Munich: Serious allegations against SOS Children’s Villages – Munich

There are two worlds in the cosmos of SOS Children’s Villages. There is the bright, ideal world. In it, happy children laugh in colorful pictures, celebrities come to visit, and many people donate many millions of euros because the Munich-based association SOS Children’s Villages has such a good image. Thousands of employees often take great care of a large number of children who come from precarious backgrounds and cannot live with their birth parents. But apparently there is also a second world, hardly anyone knows about it. Girls and boys are said to have not gone well in it, even though they lived in a children’s village. They are said to have suffered from physical and psychological violence in the early 2000s. It was “suffered” them, admits the association and promises improvement.

How big and how dark is this unknown SOS world?

Former residents of an SOS Children’s Village in Germany raise serious allegations against two women who worked as so-called children’s village mothers. They are said to have created a climate of fear among the girls and boys entrusted to them in their children’s village families with excessive rules and punishments. There are reports of being locked in the basement or sleeping on a slatted frame without a mattress. One of the women is said to have regularly violated the children’s limits of shame. There are also indications of a failure of the child protection system: Several employees in the affected children’s village are said to have at least partially known about the methods, apparently nobody intervened.
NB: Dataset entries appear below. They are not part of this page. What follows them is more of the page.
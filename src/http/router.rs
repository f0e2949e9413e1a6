//! Default routes for the standalone binary.
//!
//! Routing is the embedder's business; these exist so the binary serves
//! something observable while it waits for a signal.

use std::time::Duration;

use axum::{
    http::{Method, Uri},
    routing::get,
    Json, Router,
};
use serde_json::{json, Value};
use tower_http::{timeout::TimeoutLayer, trace::TraceLayer};

use crate::config::schema::TimeoutConfig;

/// Build the router with tracing and request-timeout middleware.
#[allow(deprecated)]
pub fn build_router(timeouts: &TimeoutConfig) -> Router {
    Router::new()
        .route("/health", get(health))
        .fallback(echo)
        .layer(TimeoutLayer::new(Duration::from_secs(timeouts.request_secs)))
        .layer(TraceLayer::new_for_http())
}

async fn health() -> Json<Value> {
    Json(json!({ "status": "ok" }))
}

async fn echo(method: Method, uri: Uri) -> Json<Value> {
    Json(json!({
        "method": method.as_str(),
        "path": uri.path(),
    }))
}
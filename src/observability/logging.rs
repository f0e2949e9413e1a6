//! Structured logging.
//!
//! # Responsibilities
//! - Initialize the tracing subscriber once at startup
//! - Honour `RUST_LOG`, falling back to the configured level
//!
//! # Design Decisions
//! - Uses tracing crate for structured logging
//! - Library code only emits events; the binary owns the subscriber

use tracing_subscriber::{layer::SubscriberExt, util::SubscriberInitExt, EnvFilter};

/// Filter used when `RUST_LOG` is unset.
pub fn default_filter(level: &str) -> String {
    let level = level.to_ascii_lowercase();
    format!("graceful_server={level},tower_http={level}")
}

/// Install the global subscriber. Call once, from `main`.
pub fn init(level: &str) {
    tracing_subscriber::registry()
        .with(EnvFilter::try_from_default_env().unwrap_or_else(|_| default_filter(level).into()))
        .with(tracing_subscriber::fmt::layer())
        .init();
}

#[cfg(test)]
mod tests {
    use super::*;

    #[test]
    fn default_filter_covers_crate_and_http_layer() {
        assert_eq!(
            default_filter("DEBUG"),
            "graceful_server=debug,tower_http=debug"
        );
    }
}
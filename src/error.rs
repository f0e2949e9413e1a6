//! Terminal outcomes of serving and shutting down.

use std::net::{AddrParseError, SocketAddr};
use std::time::Duration;

use thiserror::Error;
use tokio::task::JoinError;

/// Every way a serve loop or a graceful run can end.
///
/// Serving always ends in an error: [`ServerError::Closed`] is the sentinel
/// for an intentional stop and is the only variant a clean run produces.
#[derive(Debug, Error)]
pub enum ServerError {
    /// The server was shut down or closed on purpose.
    #[error("server closed")]
    Closed,

    /// The bind address could not be parsed.
    #[error("invalid bind address {addr:?}: {source}")]
    InvalidAddress {
        addr: String,
        #[source]
        source: AddrParseError,
    },

    /// The listener could not be bound.
    #[error("failed to bind {addr}: {source}")]
    Bind {
        addr: SocketAddr,
        #[source]
        source: std::io::Error,
    },

    /// Accepting connections failed with a non-transient error.
    #[error("failed to accept connection: {0}")]
    Accept(#[source] std::io::Error),

    /// Connections did not drain before the shutdown deadline.
    #[error("graceful shutdown timed out after {0:?}")]
    ShutdownTimeout(Duration),

    /// Force close could not release every connection.
    #[error("force close failed: {0}")]
    Close(String),

    /// Subscribing to OS termination signals failed.
    #[error("failed to install signal handler: {0}")]
    Signal(#[source] std::io::Error),

    /// The serve task panicked or was cancelled before reporting.
    #[error("serve task failed: {0}")]
    ServeTask(#[from] JoinError),
}

impl ServerError {
    /// Whether this is the intentional-stop sentinel.
    pub fn is_closed(&self) -> bool {
        matches!(self, ServerError::Closed)
    }
}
The SOS Children’s Villages association itself published these allegations, which relate to the period between the early 2000s and around 2015, on Friday. A former resident of the children’s village reports to the SZ that he has received 10,000 euros – SOS Children’s Villages calls this “payment in recognition of the suffering”. This young man filed a criminal complaint in the summer. According to a spokesman for the responsible public prosecutor’s office, the police have been tasked with investigations.

It was formerly cared for themselves who turned to the contact point “for child welfare-endangering border crossings” in the association and talked about it. As a result, in October 2020 the SOS management commissioned the Munich social psychologist Heiner Keupp, 78, professor emeritus at Ludwig Maximilians University and a renowned expert in dealing with abuse, to carry out an investigation. His report, which was completed at the end of August, has a good 80 pages and a seven-page summary was published.

In it, Keupp outlines what former children of the Children’s Village had told him. In one family, for example, the children should not have been allowed to drink while eating; if they did, their children’s village mother grabbed them by the hair and hit their heads together. Even with minor violations of the rules, the mattress was taken away from children and they had to sleep on the slatted frame. If children did not finish eating, it happened that the leftovers were pureed and the result then had to be drunk.

Keupp writes about everyday life in the other Children’s Village family at the time: “To stir up fear was a preferred means of disciplining children.” For example, the Krampus, who took “bad children” with them, was threatened. Numerous “coercive measures” were ordered by the mother around meals. One punishment was that the children often had to sit on one of the lowest steps of the basement stairs, an increase was “being locked in the boiler room with the lights off”. Slapping and pulling the hair would have been “part of the educational repertoire”.

Gifts were withheld for birthdays and Christmas. In this family, the children’s village mother is said to have crossed the children’s limits of shame. This is said to have happened during washing and showering rituals. The former Kinderdorf child who made the complaint confirmed the allegations to the SZ. The young man has written down his memories on six pages; they are available to the SZ.

Keupp does not provide any information in his report about the frequency of the incidents. But he assumes that the penalties have been imposed regularly, he says when asked. He interviewed five people who lived in the two families at the time in question; In addition, he spoke to three other former carers and 30 other people from the association, and also evaluated the minutes of the conversation and the young man’s report.

Keupp and the association rate the respondents’ reports as credible. “The findings on the two children’s village mothers are clear,” writes Keupp. He and SOS consider the reported penalties to be dangerous to the child’s welfare. The allegations were also “admitted and confirmed” by employees at the time in the affected children’s village in talks with him, according to Keupp.

There is no further information on the two accused women in his report, nor is any statement from them. According to SZ information, both have not worked for SOS Children’s Villages for around ten years. One is said to have retired with a termination agreement, the other. According to Keupp, one of the two women could not be reached; there was a conversation with the other, but it was “not possible” to “discuss the specific events and allegations”. So far there is no representation of life in the children’s village families from the point of view of the two women. The SZ refrains from naming the children’s village in focus in order to protect the personal rights of those in care and of the women.